**INSTRUCTIONS FOR THE TASK**: Nothing in the data may be altered as it is transcribed.

[Stored data]
※

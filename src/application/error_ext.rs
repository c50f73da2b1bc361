//! Error conversion helpers for common I/O operations
//!
//! Provides extension traits for cleaner error handling with path context.

use std::io;
use std::path::Path;

use crate::application::{ApplicationError, ApplicationResult};

/// Extension trait for converting `io::Result` to `ApplicationResult` with context.
pub trait IoResultExt<T> {
    /// Add path context to an I/O error.
    ///
    /// # Example
    /// ```ignore
    /// fs.read_to_string(&path)
    ///     .with_path_context("read category file", &path)?;
    /// ```
    fn with_path_context(self, action: &str, path: &Path) -> ApplicationResult<T>;
}

impl<T> IoResultExt<T> for io::Result<T> {
    fn with_path_context(self, action: &str, path: &Path) -> ApplicationResult<T> {
        self.map_err(|e| ApplicationError::OperationFailed {
            context: format!("{}: {}", action, path.display()),
            source: Box::new(e),
        })
    }
}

※

**ANSWER FOR THIS EXERCISE**:
filename src/application/error_ext.rs
repository c50f73da2b1bc361
//! Error conversion helpers for common I/O operations
//!
//! Provides extension traits for cleaner error handling with path context.

use std::io;
use std::path::Path;

use crate::application::{ApplicationError, ApplicationResult};

/// Extension trait for converting `io::Result` to `ApplicationResult` with context.
pub trait IoResultExt<T> {
    /// Add path context to an I/O error.
    ///
    /// # Example
    /// ```ignore
    /// fs.read_to_string(&path)
    ///     .with_path_context("read category file", &path)?;
    /// ```
    fn with_path_context(self, action: &str, path: &Path) -> ApplicationResult<T>;
}

impl<T> IoResultExt<T> for io::Result<T> {
    fn with_path_context(self, action: &str, path: &Path) -> ApplicationResult<T> {
        self.map_err(|e| ApplicationError::OperationFailed {
            context: format!("{}: {}", action, path.display()),
            source: Box::new(e),
        })
    }
}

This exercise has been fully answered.